### [Exercise requirements]
Go over the lines below, and when one contains the word "context", copy it.

Stored data
-*-
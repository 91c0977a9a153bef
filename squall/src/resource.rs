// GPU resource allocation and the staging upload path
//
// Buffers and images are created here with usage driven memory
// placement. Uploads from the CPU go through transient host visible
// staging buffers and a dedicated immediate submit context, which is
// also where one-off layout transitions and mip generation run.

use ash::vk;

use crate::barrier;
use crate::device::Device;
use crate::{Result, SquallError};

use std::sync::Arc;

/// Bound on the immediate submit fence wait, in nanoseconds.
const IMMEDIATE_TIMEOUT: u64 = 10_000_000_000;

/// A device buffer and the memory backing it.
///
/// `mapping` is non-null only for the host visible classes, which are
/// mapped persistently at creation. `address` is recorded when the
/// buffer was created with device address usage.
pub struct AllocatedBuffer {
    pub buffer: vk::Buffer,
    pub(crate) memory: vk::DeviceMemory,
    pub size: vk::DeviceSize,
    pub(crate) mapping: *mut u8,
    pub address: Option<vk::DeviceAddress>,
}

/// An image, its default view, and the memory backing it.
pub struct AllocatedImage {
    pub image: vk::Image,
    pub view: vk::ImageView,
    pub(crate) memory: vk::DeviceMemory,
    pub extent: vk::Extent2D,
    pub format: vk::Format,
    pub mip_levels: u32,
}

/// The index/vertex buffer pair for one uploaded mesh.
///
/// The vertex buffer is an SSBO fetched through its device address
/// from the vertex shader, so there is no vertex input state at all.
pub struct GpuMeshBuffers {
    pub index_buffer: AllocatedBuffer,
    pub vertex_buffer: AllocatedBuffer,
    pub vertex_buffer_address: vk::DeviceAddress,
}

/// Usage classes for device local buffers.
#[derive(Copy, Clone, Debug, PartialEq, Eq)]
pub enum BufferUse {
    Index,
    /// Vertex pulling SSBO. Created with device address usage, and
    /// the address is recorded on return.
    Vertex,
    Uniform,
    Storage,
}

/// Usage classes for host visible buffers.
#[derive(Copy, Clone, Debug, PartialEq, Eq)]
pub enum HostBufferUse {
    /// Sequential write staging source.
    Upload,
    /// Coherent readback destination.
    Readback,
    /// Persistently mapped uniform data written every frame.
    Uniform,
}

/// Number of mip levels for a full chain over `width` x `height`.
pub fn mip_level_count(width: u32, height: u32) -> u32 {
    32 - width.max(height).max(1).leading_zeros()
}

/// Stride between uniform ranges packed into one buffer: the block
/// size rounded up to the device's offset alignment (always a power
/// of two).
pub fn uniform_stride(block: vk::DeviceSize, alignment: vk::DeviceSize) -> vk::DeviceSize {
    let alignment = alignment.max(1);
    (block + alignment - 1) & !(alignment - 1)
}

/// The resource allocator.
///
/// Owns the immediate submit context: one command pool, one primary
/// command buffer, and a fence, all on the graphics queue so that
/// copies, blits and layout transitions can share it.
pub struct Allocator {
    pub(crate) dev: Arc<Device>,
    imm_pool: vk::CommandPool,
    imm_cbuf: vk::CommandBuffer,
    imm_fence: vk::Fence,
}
-*-
### [Task response]
// staging buffers and a dedicated immediate submit context, which is
/// Owns the immediate submit context: one command pool, one primary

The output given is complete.